Now, it may have been my confessed lack of acumen as a student, or perhaps the dearth of Canadian geography in the US school curriculum, but as far as I knew, Canada was simply vast wilderness where anyone could go and homestead. No cities - just the wild green yonder in which to stake ones claim. (The ignorance is shocking, I know.) I packed two books - "How to Build a Cabin In The Woods" and "How to Build a Teepee" (always one to keep my options open) and everything else I thought I might need for my new life, and hit the road.

Needless to say, when I drove into Vancouver I was mighty surprised. And though it had the hallmarks of all the other American cities I'd been in, it immediately felt different... Friendlier, kinder, and with a tinge of antiquated British charm. I was enchanted. I was home.
I was also technically driving my mother's (2nd) car and finding the VW missing on her return from Europe was not responded to favourably. (Come to think of it, she didn't seem to be too upset about the AWOL daughter - probably darn ready to have her last child out of the nest - but the car was another story.) Back to California I went, just long enough to turn around and hitchhike back to Vancouver and ride my bicycle back to Marin. The next couple of years involved a circuitous route through stints in Eugene, Boston, and Berkley before finding my way to my first Canadian home on the Sunshine Coast and on to music. My family thought it was a bit crazy at first, but by the time Bush was elected a second time they were downright envious. So thank you for having me and letting me be a Canadian. And thanks to the US for still welcoming me.

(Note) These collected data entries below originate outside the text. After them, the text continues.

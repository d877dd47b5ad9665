use owo_colors::OwoColorize;

use crate::VERSION;

/// Print a styled banner for verbose mode
pub fn print_banner() {
    eprintln!(
        "\n{} {} {}",
        "Időkép".bold().bright_blue(),
        "v".dimmed(),
        VERSION.dimmed()
    );
    eprintln!("{}", "Current conditions and forecasts from idokep.hu\n".dimmed());
}

/// Print a styled step message
pub fn print_step(step: usize, total: usize, message: &str) {
    eprintln!("{} {}", format!("[{}/{}]", step, total).dimmed(), message.bright_cyan());
}

/// Print a success message
pub fn print_success(message: &str) {
    eprintln!("{} {}", "✓".green(), message.bright_green());
}

/// Print an info message
pub fn print_info(message: &str) {
    eprintln!("{} {}", "ℹ".blue(), message.bright_blue());
}

/// Print the number of records extracted
pub fn print_count(label: &str, count: usize) {
    eprintln!("  {} {}", format!("{}:", label).dimmed(), count.to_string().bright_white());
}
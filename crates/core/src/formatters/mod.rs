pub mod json;
pub mod text;

pub use json::{JsonConfig, to_json};
pub use text::{TextConfig, TextFormatter, current_to_text, days_to_text, hours_to_text};
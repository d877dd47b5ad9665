use std::fs;
use std::path::PathBuf;
use std::str::FromStr;

use anyhow::Context;
use chrono::NaiveDate;
use clap::{Parser, Subcommand};
use idokep_core::{
    FetchConfig, Fetcher, FileFetcher, HttpFetcher, IdokepProvider, JsonConfig, ProviderConfig, TextConfig,
    TextFormatter, WeatherProvider, to_json,
};
use owo_colors::OwoColorize;
use tracing::debug;
use tracing_subscriber::EnvFilter;
use url::Url;

mod echo;

const VERSION: &str = env!("CARGO_PKG_VERSION");

/// Output format for weather records
#[derive(Debug, Clone, Copy, PartialEq, Eq)]
enum OutputFormat {
    Json,
    Text,
}

impl FromStr for OutputFormat {
    type Err = String;

    fn from_str(s: &str) -> Result<Self, Self::Err> {
        match s.to_lowercase().as_str() {
            "json" => Ok(Self::Json),
            "text" | "txt" => Ok(Self::Text),
            _ => Err(format!("Invalid format: {}. Valid options: json, text", s)),
        }
    }
}

#[derive(Subcommand, Debug, Clone)]
enum Command {
    /// Current conditions
    Current {
        /// City name as used on idokep.hu
        city: String,
    },
    /// Multi-day forecast
    Days {
        /// City name as used on idokep.hu
        city: String,
    },
    /// Hour-by-hour forecast
    Hours {
        /// City name as used on idokep.hu
        city: String,
    },
}

impl Command {
    fn city(&self) -> &str {
        match self {
            Command::Current { city } | Command::Days { city } | Command::Hours { city } => city,
        }
    }

    fn label(&self) -> &'static str {
        match self {
            Command::Current { .. } => "current conditions",
            Command::Days { .. } => "daily forecast",
            Command::Hours { .. } => "hourly forecast",
        }
    }
}

/// Read current conditions and forecasts from idokep.hu
#[derive(Parser, Debug)]
#[command(name = "idokep")]
#[command(version)]
#[command(about = "Read current conditions and forecasts from idokep.hu", long_about = None)]
struct Args {
    #[command(subcommand)]
    command: Command,

    /// Output format (json, text)
    #[arg(short, long, global = true, default_value = "json", value_name = "FORMAT")]
    format: OutputFormat,

    /// Output file (default: stdout)
    #[arg(short, long, global = true, value_name = "FILE")]
    output: Option<PathBuf>,

    /// Read the page from a saved HTML file instead of fetching it
    #[arg(long, global = true, value_name = "PATH")]
    file: Option<PathBuf>,

    /// Site root to fetch pages from
    #[arg(long, global = true, default_value = idokep_core::DEFAULT_BASE_URL, value_name = "URL")]
    base_url: Url,

    /// Date used to place forecast columns (default: today)
    #[arg(long, global = true, value_name = "YYYY-MM-DD")]
    today: Option<NaiveDate>,

    /// HTTP timeout in seconds
    #[arg(long, global = true, default_value = "30", value_name = "SECS")]
    timeout: u64,

    /// Custom User-Agent for HTTP requests
    #[arg(long, global = true, value_name = "UA")]
    user_agent: Option<String>,

    /// Single-line JSON instead of pretty printed
    #[arg(long, global = true)]
    compact: bool,

    /// Include icon URLs in text output
    #[arg(long, global = true)]
    images: bool,

    /// Enable debug logging
    #[arg(short, long, global = true)]
    verbose: bool,
}

fn init_tracing(verbose: bool) {
    let filter = if verbose {
        EnvFilter::new("idokep_core=debug,idokep=debug")
    } else {
        EnvFilter::try_from_default_env().unwrap_or_else(|_| EnvFilter::new("warn"))
    };

    tracing_subscriber::fmt()
        .with_env_filter(filter)
        .with_writer(std::io::stderr)
        .init();
}

/// Run the selected command and render its records
async fn render<F: Fetcher>(provider: &IdokepProvider<F>, args: &Args) -> anyhow::Result<String> {
    let city = args.command.city();
    let json = JsonConfig { pretty: !args.compact };
    let text = TextFormatter::new(TextConfig { header: Some(city.to_string()), include_images: args.images });

    let output = match &args.command {
        Command::Current { .. } => {
            let current = provider.get_current(city).await.context("Failed to read current conditions")?;
            match args.format {
                OutputFormat::Json => to_json(&current, &json)?,
                OutputFormat::Text => text.current(&current),
            }
        }
        Command::Days { .. } => {
            let days = provider.get_days(city).await.context("Failed to read daily forecast")?;
            if args.verbose {
                echo::print_count("Days", days.len());
            }
            match args.format {
                OutputFormat::Json => to_json(&days, &json)?,
                OutputFormat::Text => text.days(&days),
            }
        }
        Command::Hours { .. } => {
            let hours = provider.get_hours(city).await.context("Failed to read hourly forecast")?;
            if args.verbose {
                echo::print_count("Hours", hours.len());
            }
            match args.format {
                OutputFormat::Json => to_json(&hours, &json)?,
                OutputFormat::Text => text.hours(&hours),
            }
        }
    };

    Ok(output)
}

#[tokio::main]
async fn main() -> anyhow::Result<()> {
    let args = Args::parse();
    init_tracing(args.verbose);

    if args.verbose {
        echo::print_banner();
        echo::print_step(
            1,
            2,
            &format!("Reading {} for {}", args.command.label(), args.command.city().bright_white()),
        );
    }

    let mut config = ProviderConfig::builder().base_url(args.base_url.clone());
    if let Some(today) = args.today {
        config = config.today(today);
    }
    let config = config.build();

    let output = match &args.file {
        Some(path) => {
            if args.verbose {
                echo::print_info(&format!("Using saved page {}", path.display().bright_white()));
            }
            debug!(path = %path.display(), "reading page from file");
            let provider = IdokepProvider::new(FileFetcher::new(path.clone()), config);
            render(&provider, &args).await?
        }
        None => {
            let fetch_config = FetchConfig {
                timeout: args.timeout,
                user_agent: args.user_agent.clone().unwrap_or_else(|| FetchConfig::default().user_agent),
            };
            debug!(timeout = args.timeout, base_url = %args.base_url, "fetching over HTTP");
            let fetcher = HttpFetcher::new(fetch_config).context("Failed to build HTTP client")?;
            let provider = IdokepProvider::new(fetcher, config);
            render(&provider, &args).await?
        }
    };

    if args.verbose {
        echo::print_step(2, 2, "Writing output");
        eprintln!(
            "  {} {}",
            "Format:".dimmed(),
            format!("{:?}", args.format).bright_white()
        );
        eprintln!();
    }

    match &args.output {
        Some(path) => {
            fs::write(path, &output).with_context(|| format!("Failed to write to file: {}", path.display()))?;
            echo::print_success(&format!("Output written to {}", path.display().bright_white()));
        }
        None => {
            print!("{}", output);
            if args.format == OutputFormat::Json {
                println!();
            }
        }
    }

    Ok(())
}
//! Calendar dates for forecast columns.
//!
//! Forecast columns only show a day-of-month. The first column is anchored
//! to the nearest date on or after today with that day-of-month; each later
//! column is one day after its predecessor. Month and year rollover fall out
//! of calendar arithmetic.

use chrono::{Datelike, Days, NaiveDate};
use tracing::trace;

use crate::{Result, WeatherError};

/// Longest run of days between two dates sharing a day-of-month (e.g. 31 March to 31 May).
const MAX_ANCHOR_STEPS: u64 = 62;

/// Finds the first date on or after `today` whose day-of-month is `day`.
///
/// # Errors
///
/// Returns [`WeatherError::InvalidDayNumber`] for days outside 1–31.
///
/// # Example
///
/// ```rust
/// use chrono::NaiveDate;
/// use idokep_core::dates::anchor_date;
///
/// let today = NaiveDate::from_ymd_opt(2026, 1, 29).unwrap();
/// assert_eq!(anchor_date(today, 2).unwrap(), NaiveDate::from_ymd_opt(2026, 2, 2).unwrap());
/// ```
pub fn anchor_date(today: NaiveDate, day: u32) -> Result<NaiveDate> {
    if !(1..=31).contains(&day) {
        return Err(WeatherError::InvalidDayNumber(day));
    }

    let mut candidate = today;
    for _ in 0..=MAX_ANCHOR_STEPS {
        if candidate.day() == day {
            trace!(%today, day, anchor = %candidate, "anchored first forecast column");
            return Ok(candidate);
        }
        candidate = next_day(candidate)?;
    }

    Err(WeatherError::InvalidDayNumber(day))
}

fn next_day(date: NaiveDate) -> Result<NaiveDate> {
    date.checked_add_days(Days::new(1))
        .ok_or_else(|| WeatherError::InvalidDayNumber(date.day()))
}

/// Rolling date assignment for consecutive forecast columns.
///
/// The first call to [`DateCursor::advance`] anchors on its stated day; later
/// calls ignore the stated day and return the previous date plus one.
#[derive(Debug, Clone)]
pub struct DateCursor {
    today: NaiveDate,
    next: Option<NaiveDate>,
}

impl DateCursor {
    pub fn new(today: NaiveDate) -> Self {
        Self { today, next: None }
    }

    /// Assigns the date for the next retained column.
    pub fn advance(&mut self, day: u32) -> Result<NaiveDate> {
        let date = match self.next {
            Some(date) => date,
            None => anchor_date(self.today, day)?,
        };
        self.next = Some(next_day(date)?);
        Ok(date)
    }
}

/// Assigns dates to a whole sequence of column day numbers.
pub fn infer_dates(today: NaiveDate, days: &[u32]) -> Result<Vec<NaiveDate>> {
    let mut cursor = DateCursor::new(today);
    days.iter().map(|&day| cursor.advance(day)).collect()
}

#[cfg(test)]
mod tests {
    use super::*;
    use rstest::rstest;

    fn ymd(y: i32, m: u32, d: u32) -> NaiveDate {
        NaiveDate::from_ymd_opt(y, m, d).unwrap()
    }

    #[rstest]
    #[case(ymd(2026, 10, 17), 17, ymd(2026, 10, 17))]
    #[case(ymd(2026, 10, 17), 19, ymd(2026, 10, 19))]
    #[case(ymd(2026, 10, 29), 2, ymd(2026, 11, 2))]
    #[case(ymd(2026, 12, 30), 1, ymd(2027, 1, 1))]
    #[case(ymd(2026, 2, 27), 30, ymd(2026, 3, 30))]
    #[case(ymd(2028, 2, 27), 29, ymd(2028, 2, 29))]
    #[case(ymd(2026, 4, 1), 31, ymd(2026, 5, 31))]
    fn test_anchor_date(#[case] today: NaiveDate, #[case] day: u32, #[case] expected: NaiveDate) {
        assert_eq!(anchor_date(today, day).unwrap(), expected);
    }

    #[test]
    fn test_anchor_is_smallest_matching_date() {
        let today = ymd(2026, 10, 17);
        for day in 1..=31 {
            let anchored = anchor_date(today, day).unwrap();
            assert_eq!(anchored.day(), day);
            assert!(anchored >= today);
            let mut date = today;
            while date < anchored {
                assert_ne!(date.day(), day);
                date = date.succ_opt().unwrap();
            }
        }
    }

    #[test]
    fn test_anchor_worst_case_gap() {
        assert_eq!(anchor_date(ymd(2026, 4, 1), 31).unwrap(), ymd(2026, 5, 31));
        assert_eq!(anchor_date(ymd(2026, 8, 1), 31).unwrap(), ymd(2026, 8, 31));
        assert_eq!(anchor_date(ymd(2026, 3, 1), 31).unwrap(), ymd(2026, 3, 31));
    }

    #[rstest]
    #[case(0)]
    #[case(32)]
    #[case(99)]
    fn test_anchor_rejects_out_of_range_day(#[case] day: u32) {
        assert!(matches!(
            anchor_date(ymd(2026, 10, 17), day),
            Err(WeatherError::InvalidDayNumber(d)) if d == day
        ));
    }

    #[test]
    fn test_cursor_rolls_over_year() {
        let dates = infer_dates(ymd(2026, 12, 29), &[30, 31, 1, 2]).unwrap();
        assert_eq!(
            dates,
            vec![ymd(2026, 12, 30), ymd(2026, 12, 31), ymd(2027, 1, 1), ymd(2027, 1, 2)]
        );
    }

    #[test]
    fn test_cursor_trusts_later_day_numbers() {
        let mut cursor = DateCursor::new(ymd(2026, 10, 17));
        assert_eq!(cursor.advance(18).unwrap(), ymd(2026, 10, 18));
        assert_eq!(cursor.advance(25).unwrap(), ymd(2026, 10, 19));
        assert_eq!(cursor.advance(0).unwrap(), ymd(2026, 10, 20));
    }

    #[test]
    fn test_infer_dates_empty() {
        assert!(infer_dates(ymd(2026, 10, 17), &[]).unwrap().is_empty());
    }
}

Well, okay...to bring things down to earth from the intoxication of the birthday party we do have a few problems up here. As we watch the erosion of the government's support of education, healthcare and the arts - all the things that allow humans to live healthy and inspired lives, the economic and environmental values of the Harper reign are continually disappointing to put it mildly. But other than that, party on Canada!